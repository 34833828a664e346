//! TLS 1.0 Layer
//!
//! The record and handshake subset relays speak: DHE-RSA key exchange over
//! the Oakley group 2 prime, AES-CBC or 3DES-CBC records with HMAC-SHA1,
//! and X.509 certificates signed with sha1WithRSAEncryption.
//!
//! # Record Format
//!
//! ```text
//! +---------+-------------+------------+----------------------+
//! | Type(1) | Version(2)  | Length(2)  | Payload (Length)     |
//! +---------+-------------+------------+----------------------+
//! ```
//!
//! # Handshake
//!
//! ```text
//! Initiator                                  Responder
//!   ClientHello            -------->
//!                                             ServerHello
//!                                             Certificate
//!                                             ServerKeyExchange
//!                                             CertificateRequest*
//!                          <--------          ServerHelloDone
//!   Certificate*
//!   ClientKeyExchange
//!   CertificateVerify*
//!   [ChangeCipherSpec]
//!   Finished               -------->
//!                                             [ChangeCipherSpec]
//!                          <--------          Finished
//! ```

pub mod alert;
pub mod cert;
pub mod cipher_suite;
pub mod dh;
pub mod handshake;
pub mod messages;
pub mod prf;
pub mod record;

pub use alert::Alert;
pub use cert::{verify_chain, Certificate};
pub use cipher_suite::{CipherState, CipherSuite};
pub use handshake::{HandshakeState, TlsConfig, TlsIdentity, TlsStream};
pub use record::{ContentType, RecordHeader, RecordLayer};

/// TLS 1.0
pub const PROTOCOL_VERSION: [u8; 2] = [0x03, 0x01];

/// Record header size
pub const RECORD_HEADER_LEN: usize = 5;

/// Largest plaintext fragment
pub const MAX_PLAINTEXT: usize = 1 << 14;

/// Largest protected fragment
pub const MAX_CIPHERTEXT: usize = MAX_PLAINTEXT + 2048;

/// Hello random size
pub const RANDOM_LEN: usize = 32;

/// Which side of the handshake this end plays
#[derive(Debug, Clone, Copy, PartialEq, Eq)]
pub enum Role {
    /// Sends ClientHello
    Initiator,
    /// Answers with ServerHello
    Responder,
}

impl Role {
    /// The other side
    pub fn peer(self) -> Self {
        match self {
            Role::Initiator => Role::Responder,
            Role::Responder => Role::Initiator,
        }
    }
}
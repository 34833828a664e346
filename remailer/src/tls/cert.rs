//! X.509 Certificates
//!
//! Relays present DER certificates binding a common name to an RSA key,
//! signed with sha1WithRSAEncryption (PKCS#1 v1.5 over SHA-1). Only the
//! fields the handshake needs are interpreted: subject and issuer common
//! names, the validity window and the subject key.
//!
//! Chains are ordered leaf first; each certificate must verify under the
//! key of the next, and the last under the trusted root.

use std::time::{Duration, SystemTime};

use libmix_crypto::{random_bytes, PrivateKey, PublicKey};
use tracing::debug;
use x509_cert::attr::AttributeTypeAndValue;
use x509_cert::certificate::{TbsCertificate, Version};
use x509_cert::der::asn1::{BitString, SetOfVec, UtcTime};
use x509_cert::der::{Any, Decode, Encode, Tag, Tagged};
use x509_cert::name::{Name, RdnSequence, RelativeDistinguishedName};
use x509_cert::serial_number::SerialNumber;
use x509_cert::spki::{AlgorithmIdentifierOwned, ObjectIdentifier, SubjectPublicKeyInfoOwned};
use x509_cert::time::{Time, Validity};
use x509_cert::Certificate as X509Certificate;

use crate::armor;
use crate::{MixError, MixResult};

const PUBLIC_KEY_BEGIN: &str = "-----BEGIN RSA PUBLIC KEY-----";
const PUBLIC_KEY_END: &str = "-----END RSA PUBLIC KEY-----";

const COMMON_NAME: ObjectIdentifier = ObjectIdentifier::new_unwrap("2.5.4.3");
const RSA_ENCRYPTION: ObjectIdentifier = ObjectIdentifier::new_unwrap("1.2.840.113549.1.1.1");
const SHA1_WITH_RSA: ObjectIdentifier = ObjectIdentifier::new_unwrap("1.2.840.113549.1.1.5");

/// Validity period of certificates we issue
pub const CERTIFICATE_LIFETIME: Duration = Duration::from_secs(365 * 24 * 60 * 60);

/// Clock disagreement tolerated at either end of a validity window
pub const CLOCK_SKEW: Duration = Duration::from_secs(60 * 60);

/// A subject key signed by an issuer
#[derive(Debug, Clone, PartialEq, Eq)]
pub struct Certificate {
    inner: X509Certificate,
    der: Vec<u8>,
    tbs_der: Vec<u8>,
    subject: String,
    issuer: String,
    public_key: PublicKey,
}

impl Certificate {
    /// Certify `key` for `subject`, signed by `issuer_key`
    pub fn issue(subject: &str, key: &PublicKey, issuer: &str, issuer_key: &PrivateKey) -> MixResult<Self> {
        Self::issue_at(subject, key, issuer, issuer_key, SystemTime::now(), CERTIFICATE_LIFETIME)
    }

    /// Certificate valid from `not_before` for `lifetime`
    pub fn issue_at(
        subject: &str,
        key: &PublicKey,
        issuer: &str,
        issuer_key: &PrivateKey,
        not_before: SystemTime,
        lifetime: Duration,
    ) -> MixResult<Self> {
        let mut serial = random_bytes::<8>()?;
        serial[0] = (serial[0] & 0x7f) | 0x01;

        let not_after = not_before
            .checked_add(lifetime)
            .ok_or_else(|| MixError::Crypto("certificate lifetime out of range".into()))?;
        let validity = Validity { not_before: utc_time(not_before)?, not_after: utc_time(not_after)? };
        let subject_public_key_info = SubjectPublicKeyInfoOwned {
            algorithm: AlgorithmIdentifierOwned { oid: RSA_ENCRYPTION, parameters: Some(Any::null()) },
            subject_public_key: BitString::from_bytes(&key.to_pkcs1_der()?).map_err(encode_error)?,
        };
        let tbs_certificate = TbsCertificate {
            version: Version::V3,
            serial_number: SerialNumber::new(&serial).map_err(encode_error)?,
            signature: sha1_with_rsa(),
            issuer: common_name(issuer)?,
            validity,
            subject: common_name(subject)?,
            subject_public_key_info,
            issuer_unique_id: None,
            subject_unique_id: None,
            extensions: None,
        };

        let tbs_der = tbs_certificate.to_der().map_err(encode_error)?;
        let signature = issuer_key.sign_sha1(&tbs_der)?;
        let inner = X509Certificate {
            tbs_certificate,
            signature_algorithm: sha1_with_rsa(),
            signature: BitString::from_bytes(&signature).map_err(encode_error)?,
        };
        let der = inner.to_der().map_err(encode_error)?;
        Ok(Self {
            inner,
            der,
            tbs_der,
            subject: subject.to_string(),
            issuer: issuer.to_string(),
            public_key: key.clone(),
        })
    }

    /// Certificate signed by its own key
    pub fn self_signed(subject: &str, key: &PrivateKey) -> MixResult<Self> {
        Self::issue(subject, &key.public_key(), subject, key)
    }

    /// Subject common name
    pub fn subject(&self) -> &str {
        &self.subject
    }

    /// Issuer common name
    pub fn issuer(&self) -> &str {
        &self.issuer
    }

    /// Certified key
    pub fn public_key(&self) -> &PublicKey {
        &self.public_key
    }

    /// Start of the validity window
    pub fn not_before(&self) -> SystemTime {
        self.inner.tbs_certificate.validity.not_before.to_system_time()
    }

    /// End of the validity window
    pub fn not_after(&self) -> SystemTime {
        self.inner.tbs_certificate.validity.not_after.to_system_time()
    }

    /// Whether `issuer_key` signed this certificate
    pub fn verify_signed_by(&self, issuer_key: &PublicKey) -> MixResult<()> {
        let outer = &self.inner.signature_algorithm.oid;
        if *outer != SHA1_WITH_RSA || self.inner.tbs_certificate.signature.oid != *outer {
            return Err(MixError::CertificateRejected(format!(
                "{} is signed with unsupported algorithm {}",
                self.subject, outer
            )));
        }
        let signature = self
            .inner
            .signature
            .as_bytes()
            .ok_or_else(|| MixError::CertificateRejected(format!("malformed signature on {}", self.subject)))?;
        issuer_key
            .verify_sha1(&self.tbs_der, signature)
            .map_err(|_| MixError::CertificateRejected(format!("bad signature on {}", self.subject)))
    }

    /// Reject a certificate used outside its validity window
    pub fn check_validity(&self, now: SystemTime) -> MixResult<()> {
        if now + CLOCK_SKEW < self.not_before() {
            return Err(MixError::CertificateRejected(format!("{} is not yet valid", self.subject)));
        }
        if self.not_after() + CLOCK_SKEW < now {
            return Err(MixError::CertificateRejected(format!("{} has expired", self.subject)));
        }
        Ok(())
    }

    /// DER encoding
    pub fn encode(&self) -> Vec<u8> {
        self.der.clone()
    }

    /// Parse a DER certificate
    pub fn decode(data: &[u8]) -> MixResult<Self> {
        let inner = X509Certificate::from_der(data).map_err(decode_error)?;
        let tbs = &inner.tbs_certificate;

        let spki = &tbs.subject_public_key_info;
        if spki.algorithm.oid != RSA_ENCRYPTION {
            return Err(MixError::InvalidRecord(format!("certificate key algorithm {} is not RSA", spki.algorithm.oid)));
        }
        let key_der = spki
            .subject_public_key
            .as_bytes()
            .ok_or_else(|| MixError::InvalidRecord("certificate key has unused bits".into()))?;
        let public_key = PublicKey::from_pkcs1_der(key_der)
            .map_err(|e| MixError::InvalidRecord(format!("certificate key: {}", e)))?;

        let subject = name_text(&tbs.subject)?;
        let issuer = name_text(&tbs.issuer)?;
        let tbs_der = tbs.to_der().map_err(decode_error)?;
        Ok(Self { der: data.to_vec(), tbs_der, subject, issuer, public_key, inner })
    }
}

fn utc_time(t: SystemTime) -> MixResult<Time> {
    Ok(Time::UtcTime(UtcTime::from_system_time(t).map_err(encode_error)?))
}

fn sha1_with_rsa() -> AlgorithmIdentifierOwned {
    AlgorithmIdentifierOwned { oid: SHA1_WITH_RSA, parameters: Some(Any::null()) }
}

/// Name holding a single UTF-8 common name
fn common_name(text: &str) -> MixResult<Name> {
    let value = Any::new(Tag::Utf8String, text.as_bytes()).map_err(encode_error)?;
    let rdn = SetOfVec::try_from(vec![AttributeTypeAndValue { oid: COMMON_NAME, value }]).map_err(encode_error)?;
    Ok(RdnSequence(vec![RelativeDistinguishedName(rdn)]))
}

/// First common name in `name`
fn name_text(name: &Name) -> MixResult<String> {
    let value = name
        .0
        .iter()
        .flat_map(|rdn| rdn.0.iter())
        .find(|atv| atv.oid == COMMON_NAME)
        .map(|atv| &atv.value)
        .ok_or_else(|| MixError::InvalidRecord("certificate name has no common name".into()))?;
    match value.tag() {
        Tag::Utf8String | Tag::PrintableString | Tag::Ia5String => String::from_utf8(value.value().to_vec())
            .map_err(|_| MixError::InvalidRecord("certificate name is not UTF-8".into())),
        tag => Err(MixError::InvalidRecord(format!("certificate name is a {}", tag))),
    }
}

fn decode_error(e: x509_cert::der::Error) -> MixError {
    MixError::InvalidRecord(format!("certificate: {}", e))
}

fn encode_error(e: x509_cert::der::Error) -> MixError {
    MixError::Crypto(format!("encoding certificate: {}", e))
}

/// Check a leaf-first chain. With `check_root` the last certificate must be
/// signed by `root`; without it only the links inside the chain are checked.
pub fn verify_chain(chain: &[Certificate], root: Option<&PublicKey>, check_root: bool) -> MixResult<()> {
    let last = chain
        .last()
        .ok_or_else(|| MixError::CertificateRejected("empty certificate chain".into()))?;

    let now = SystemTime::now();
    for cert in chain {
        cert.check_validity(now)?;
    }
    for pair in chain.windows(2) {
        pair[0].verify_signed_by(pair[1].public_key())?;
    }

    if check_root {
        let root = root.ok_or_else(|| MixError::CertificateRejected("no trusted root configured".into()))?;
        last.verify_signed_by(root)?;
    }
    debug!(len = chain.len(), subject = chain[0].subject(), check_root, "certificate chain accepted");
    Ok(())
}

/// Read a PKCS#1 public key in PEM armor
pub fn public_key_from_pem(text: &str) -> MixResult<PublicKey> {
    let body = text
        .lines()
        .skip_while(|l| l.trim() != PUBLIC_KEY_BEGIN)
        .skip(1)
        .take_while(|l| l.trim() != PUBLIC_KEY_END);
    let der = armor::decode(body)?;
    if der.is_empty() {
        return Err(MixError::InvalidConfiguration("no RSA public key found".into()));
    }
    Ok(PublicKey::from_pkcs1_der(&der)?)
}

/// PEM armor of a PKCS#1 public key
pub fn public_key_to_pem(key: &PublicKey) -> MixResult<String> {
    Ok(format!("{}\n{}\n{}\n", PUBLIC_KEY_BEGIN, armor::encode(&key.to_pkcs1_der()?), PUBLIC_KEY_END))
}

#### YOUR OBJECTIVE:
Go line by line through the material above and return each one that includes "SetOfVec".

#### RESULT OF THE EXERCISE:
use x509_cert::der::asn1::{BitString, SetOfVec, UtcTime};
    let rdn = SetOfVec::try_from(vec![AttributeTypeAndValue { oid: COMMON_NAME, value }]).map_err(encode_error)?;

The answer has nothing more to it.